Ascolta qui: Track and Field di Giovanni Bomoll
«Nei suoi Sermoni, Antonio di Padova parla della preghiera come di
un rapporto di amore, che spinge l’uomo a colloquiare dolcemente con il
Signore, creando una gioia ineffabile, che soavemente avvolge l’anima in
orazione. Antonio ci ricorda che la preghiera ha bisogno di un’atmosfera di silenzio
che non coincide con il distacco dal rumore esterno, ma è esperienza interiore,
che mira a rimuovere le distrazioni provocate dalle preoccupazioni dell’anima,
creando il silenzio nell’anima stessa. Secondo l’insegnamento di questo insigne
Dottore francescano, la preghiera è articolata in quattro atteggiamenti,
indispensabili, che, nel latino di Antonio, sono definiti così: obsecratio, oratio, postulatio, gratiarum actio. Potremmo
tradurli nel modo seguente: aprire fiduciosamente il proprio cuore a Dio;
questo è il primo passo del pregare, non semplicemente cogliere una parola, ma
aprire il cuore alla presenza di Dio; poi colloquiare affettuosamente con Lui,
vedendolo presente con me; e poi – cosa molto naturale - presentargli i nostri
bisogni; infine lodarlo e ringraziarlo. In questo insegnamento di sant’Antonio
sulla preghiera cogliamo uno dei tratti specifici della teologia francescana,
di cui egli è stato l’iniziatore, cioè il ruolo assegnato all’amore divino, che
entra nella sfera degli affetti, della volontà, del cuore, e che è anche la
sorgente da cui sgorga una conoscenza spirituale, che sorpassa ogni conoscenza.

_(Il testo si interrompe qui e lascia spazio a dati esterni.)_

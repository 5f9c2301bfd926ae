//! Command-line interface for tablediff

use clap::{Parser, Subcommand};
use std::path::PathBuf;

#[derive(Parser)]
#[command(name = "tablediff")]
#[command(about = "Compare two keyed tables row by row")]
#[command(version)]
pub struct Cli {
    #[command(subcommand)]
    pub command: Commands,

    /// Enable verbose logging
    #[arg(short, long, global = true)]
    pub verbose: bool,
}

#[derive(Subcommand)]
pub enum Commands {
    /// Compare two CSV files by key
    Diff {
        /// Left-hand CSV file
        left: PathBuf,

        /// Right-hand CSV file
        right: PathBuf,

        /// Key column (repeat for a composite key)
        #[arg(short, long = "key", required = true)]
        keys: Vec<String>,

        /// Read inputs in batches of this many rows and merge them externally
        #[arg(long)]
        batch_size: Option<usize>,

        /// Inputs are already sorted by key
        #[arg(long)]
        no_sort: bool,

        /// Field delimiter of both inputs
        #[arg(long, default_value = ",")]
        delimiter: char,

        /// Directory for staging files (defaults to the system temp dir)
        #[arg(long)]
        staging_dir: Option<PathBuf>,

        /// Rows read per page from staging files
        #[arg(long)]
        page_size: Option<usize>,

        /// Include identical rows in the output
        #[arg(long)]
        show_identical: bool,

        /// Only print the summary
        #[arg(long)]
        summary_only: bool,

        /// Output as JSON lines
        #[arg(long)]
        json: bool,
    },

    /// Show the effective configuration
    Config {
        /// Output as JSON
        #[arg(long)]
        json: bool,
    },
}
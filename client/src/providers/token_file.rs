//! File-backed token store.

use crate::providers::token_store::TokenStore;
use crate::state::SessionToken;
use std::path::PathBuf;
use std::sync::Arc;

/// Token store persisting to a single file.
///
/// The process analog of browser local storage: the token survives
/// restarts, and writes are best-effort - a failed write is logged, never
/// propagated, matching the fire-and-forget contract of the store.
#[derive(Clone, Debug)]
pub struct FileTokenStore {
    path: Arc<PathBuf>,
}

impl FileTokenStore {
    /// Create a store backed by the given file path.
    #[must_use]
    pub fn new(path: impl Into<PathBuf>) -> Self {
        Self {
            path: Arc::new(path.into()),
        }
    }
}

impl TokenStore for FileTokenStore {
    fn set(&self, token: &SessionToken) {
        if let Some(parent) = self.path.parent() {
            if let Err(error) = std::fs::create_dir_all(parent) {
                tracing::warn!(
                    error = %error,
                    path = %parent.display(),
                    "Failed to create token store directory"
                );
                return;
            }
        }

        if let Err(error) = std::fs::write(self.path.as_ref(), token.as_str()) {
            tracing::warn!(
                error = %error,
                path = %self.path.display(),
                "Failed to persist session token"
            );
        }
    }

    fn get(&self) -> Option<SessionToken> {
        match std::fs::read_to_string(self.path.as_ref()) {
            Ok(contents) => {
                let token = contents.trim();
                if token.is_empty() {
                    None
                } else {
                    Some(SessionToken::new(token))
                }
            },
            Err(error) if error.kind() == std::io::ErrorKind::NotFound => None,
            Err(error) => {
                tracing::warn!(
                    error = %error,
                    path = %self.path.display(),
                    "Failed to read session token"
                );
                None
            },
        }
    }
}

Infatti, amando, conosciamo.
Scrive ancora Antonio: “La carità è l’anima della fede, la rende
viva; senza l’amore, la fede muore” (Sermones Dominicales et Festivi II).
Soltanto un’anima che prega può compiere progressi nella vita
spirituale: è questo l’oggetto privilegiato della predicazione di sant’Antonio.
Egli conosce bene i difetti della natura umana, la nostra tendenza a cadere nel
peccato, per cui esorta continuamente a combattere l’inclinazione all’avidità,
all’orgoglio, all’impurità, e a praticare invece le virtù della povertà e della
generosità, dell’umiltà e dell’obbedienza, della castità e della purezza. Agli
inizi del XIII secolo, nel contesto della rinascita delle città e del fiorire
del commercio, cresceva il numero di persone insensibili alle necessità dei
poveri. Per tale motivo, Antonio più volte invita i fedeli a pensare alla vera
ricchezza, quella del cuore, che rendendo buoni e misericordiosi, fa accumulare
tesori per il Cielo. “O ricchi - così egli esorta - fatevi amici… i poveri,
accoglieteli nelle vostre case: saranno poi essi, i poveri, ad accogliervi
negli eterni tabernacoli, dove c’è la bellezza della pace, la fiducia della
sicurezza, e l’opulenta quiete dell’eterna sazietà”».